# Fused disconnect or straight blade disconnect on line side of transformer



## namffuak (Dec 11, 2010)

I'm creating a field guide for some of our younger apprentices on step down transformer installation and it got me thinking about what style of disconnects we install ahead of the transformers. For example, let's say we have a 480/277V service feeding a facility and we need to install a new 208/120V panel board in a different part of a facility from the 480V MDP. It would make sense to set the transformer next to the new panel board to minimize the length of wire you would have to run off of the secondary. So we run our 480V line side into a disconnect which feeds the transformer and then into the OCPD in the new panel board. My question is this:
I've only every seen/installed fused disconnects on the primary side. Is this necessary? Could it be non-fused? What is common practice in your neck of the woods? Thanks for your feedback.


----------



## B-Nabs (Jun 4, 2014)

Canadian answer: as long as the OCPD protecting the conductors going to the primary satisfies the rules for transformer protection, an unfused disconnect would be perfectly fine.

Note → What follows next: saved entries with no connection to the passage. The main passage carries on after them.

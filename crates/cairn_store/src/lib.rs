//! # Cairn Store
//!
//! Schema-driven relational storage for Cairn records.
//!
//! This crate turns sealed [`Schema`](cairn_model::Schema)s into backend
//! tables and persists [`Record`](cairn_model::Record)s through them:
//!
//! - Generic SQL mapping - declaration-order column mapping, inline vs.
//!   table-level constraint placement, parameterized statement templates
//! - Statement reuse - every CRUD statement is prepared once per
//!   connection and recycled, never re-parsed per call
//! - Simulated nested transactions atop SQLite's flat transaction model
//! - Blob-backed columns (lists) serialized with the Cairn bit codec
//! - Verbatim file backup with timestamped naming
//!
//! The engine is single-writer per physical store: every call is blocking
//! and synchronous, and callers sharing a [`RecordStore`] across threads
//! are responsible for external synchronization.

mod backup;
mod config;
mod dialect;
mod error;
mod mapping;
mod store;

pub use config::StoreConfig;
pub use dialect::{SqlDialect, SqliteDialect};
pub use error::{StoreError, StoreResult};
pub use mapping::TableSpec;
pub use store::RecordStore;
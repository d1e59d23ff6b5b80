//! Dynamic column value type.

use crate::timestamp::TimeStamp;

/// A single column value.
///
/// Mirrors [`ColumnKind`](crate::ColumnKind); whether a given value is legal
/// for a given column is decided by `ColumnKind::check`, not here.
#[derive(Debug, Clone, PartialEq)]
pub enum Value {
    /// Boolean value.
    Bool(bool),
    /// Integer value; the declared column width bounds the usable range.
    Integer(i64),
    /// Float value; stored double-precision, narrowed on the wire when the
    /// column is single-precision.
    Float(f64),
    /// Text value.
    Text(String),
    /// Byte array value.
    Bytes(Vec<u8>),
    /// Timestamp value.
    TimeStamp(TimeStamp),
    /// List of values.
    List(Vec<Value>),
}

impl Value {
    /// Short name of the value's kind, used in error messages.
    #[must_use]
    pub fn type_name(&self) -> &'static str {
        match self {
            Self::Bool(_) => "bool",
            Self::Integer(_) => "integer",
            Self::Float(_) => "float",
            Self::Text(_) => "text",
            Self::Bytes(_) => "bytes",
            Self::TimeStamp(_) => "timestamp",
            Self::List(_) => "list",
        }
    }

    /// Returns the integer payload, if this is an integer value.
    #[must_use]
    pub fn as_integer(&self) -> Option<i64> {
        match self {
            Self::Integer(n) => Some(*n),
            _ => None,
        }
    }

    /// Returns the text payload, if this is a text value.
    #[must_use]
    pub fn as_text(&self) -> Option<&str> {
        match self {
            Self::Text(s) => Some(s),
            _ => None,
        }
    }
}

impl From<bool> for Value {
    fn from(v: bool) -> Self {
        Self::Bool(v)
    }
}

impl From<i64> for Value {
    fn from(v: i64) -> Self {
        Self::Integer(v)
    }
}

impl From<f64> for Value {
    fn from(v: f64) -> Self {
        Self::Float(v)
    }
}

impl From<&str> for Value {
    fn from(v: &str) -> Self {
        Self::Text(v.to_owned())
    }
}

impl From<String> for Value {
    fn from(v: String) -> Self {
        Self::Text(v)
    }
}

impl From<Vec<u8>> for Value {
    fn from(v: Vec<u8>) -> Self {
        Self::Bytes(v)
    }
}

impl From<TimeStamp> for Value {
    fn from(v: TimeStamp) -> Self {
        Self::TimeStamp(v)
    }
}
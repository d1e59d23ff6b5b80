//! Error types for the bit stream crate.

use crate::charset::Charset;
use std::io;
use thiserror::Error;

/// Result type for bit stream operations.
pub type BitsResult<T> = Result<T, BitsError>;

/// Errors that can occur while reading or writing bit streams.
#[derive(Debug, Error)]
pub enum BitsError {
    /// Value does not fit the declared bit width.
    ///
    /// Raised before any bits are emitted, so the stream position is
    /// unchanged when this is returned.
    #[error("value {value} does not fit in {bits} bits (signed: {signed}), allowed range [{min}; {max}]")]
    Range {
        /// The rejected value.
        value: i128,
        /// Declared width in bits.
        bits: u32,
        /// Whether the width is signed.
        signed: bool,
        /// Smallest value the width admits.
        min: i128,
        /// Largest value the width admits.
        max: i128,
    },

    /// Requested width exceeds the supported maximum.
    #[error("bit width {bits} exceeds the supported maximum of {max} bits")]
    WidthTooLarge {
        /// Requested width.
        bits: u32,
        /// Supported maximum width.
        max: u32,
    },

    /// The stream has been closed; no further operations are possible.
    #[error("bit stream is closed")]
    StreamClosed,

    /// Ran out of bits before the requested value was fully read.
    #[error("unexpected end of bit stream")]
    EndOfStream,

    /// Bytes read from the stream are not valid in the given charset.
    #[error("invalid {charset:?} byte sequence")]
    InvalidText {
        /// Charset the bytes were decoded with.
        charset: Charset,
    },

    /// Underlying byte sink or source failed.
    #[error("I/O error: {0}")]
    Io(#[from] io::Error),
}
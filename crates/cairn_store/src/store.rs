//! The record store: connection ownership, table registration, CRUD and
//! transactions.

use crate::backup::backup_file;
use crate::config::StoreConfig;
use crate::dialect::{SqlDialect, SqliteDialect};
use crate::error::{StoreError, StoreResult};
use crate::mapping::{SqlColumn, SqlRepr, TableSpec};
use cairn_model::{codec, Record, RecordReference, Schema, TimeStamp, Value};
use rusqlite::types::Value as SqlValue;
use rusqlite::types::ValueRef;
use rusqlite::{params_from_iter, Connection, OpenFlags, OptionalExtension, Row};
use std::cell::Cell;
use std::collections::HashMap;
use std::path::{Path, PathBuf};
use std::sync::Arc;
use tracing::{debug, info, warn};

/// A registered schema: its table mapping, bound 1:1 to the schema for the
/// lifetime of the connection.
struct Table {
    schema: Arc<Schema>,
    spec: TableSpec,
}

impl Table {
    fn key_positions(&self) -> &[usize] {
        self.schema.primary_key().positions()
    }
}

/// A record store over one physical SQLite file.
///
/// All statement execution is sequential from one logical owner; the store
/// performs no internal locking beyond the transaction depth counter, so
/// callers sharing a handle across threads must serialize access
/// externally.
pub struct RecordStore {
    conn: Connection,
    path: PathBuf,
    config: StoreConfig,
    dialect: SqliteDialect,
    tables: HashMap<(u64, u32), Table>,
    /// Simulated transaction nesting depth; only depth 1 reaches SQLite.
    open_transactions: Cell<u32>,
}
//! Logger setup
//!
//! Logs go to stderr through `env_logger` so they never mix with the game on
//! stdout. `RUST_LOG` takes precedence over the verbosity flag.

use log::LevelFilter;

/// Map the number of `-v` flags to a level filter
#[must_use]
pub const fn level_for(verbosity: u8) -> LevelFilter {
    match verbosity {
        0 => LevelFilter::Warn,
        1 => LevelFilter::Info,
        2 => LevelFilter::Debug,
        _ => LevelFilter::Trace,
    }
}

/// Install the global logger
///
/// Calling this more than once keeps the first logger.
pub fn init(verbosity: u8) {
    env_logger::Builder::new()
        .filter_level(level_for(verbosity))
        .parse_default_env()
        .try_init()
        .unwrap_or(());
}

Sent from my SM-G920W8 using Tapatalk


----------



## telsa (May 22, 2015)

That's a disconnect that would never get any use, a complete waste.

The style: feeder conductors protected by C/B in the 480Y277 panel -- which has provision for lock-out.

Once installed, it's rare for such a dry-type transformer to ever be shut down.

It's solid state, and over engineered, to boot. (NEMA standards)

And there is always a fused disconnect// C/B (tap rules) protecting the secondaries...


----------



## Pete m. (Nov 19, 2011)

What I typically see and have installed is exactly as telsa stated.

An overcurrent device at the MDP that is lock-able in accordance with 110.25 and the labeling required by 450.14.

Pete


----------



## ELECTRICK2 (Feb 21, 2015)

B-Nabs said:


> Canadian answer: as long as the OCPD protecting the conductors going to the primary satisfies the rules for transformer protection, an unfused disconnect would be perfectly fine.
> 
> Sent from my SM-G920W8 using Tapatalk


Is any disconnect required in Canada?
As long as you can lock out at the other end, what's the point of a disconnect, fused or not?


----------



## micromind (Aug 11, 2007)

telsa said:


> That's a disconnect that would never get any use, a complete waste.
> 
> The style: feeder conductors protected by C/B in the 480Y277 panel -- which has provision for lock-out.


Same here; once in a while an engineer will be stupid enough to spec a disconnect, but it's rare.


----------



## namffuak (Dec 11, 2010)

*Thanks guys*

I really appreciate your feedback. Very grateful for the transfer of knowledge. Good stuff.


----------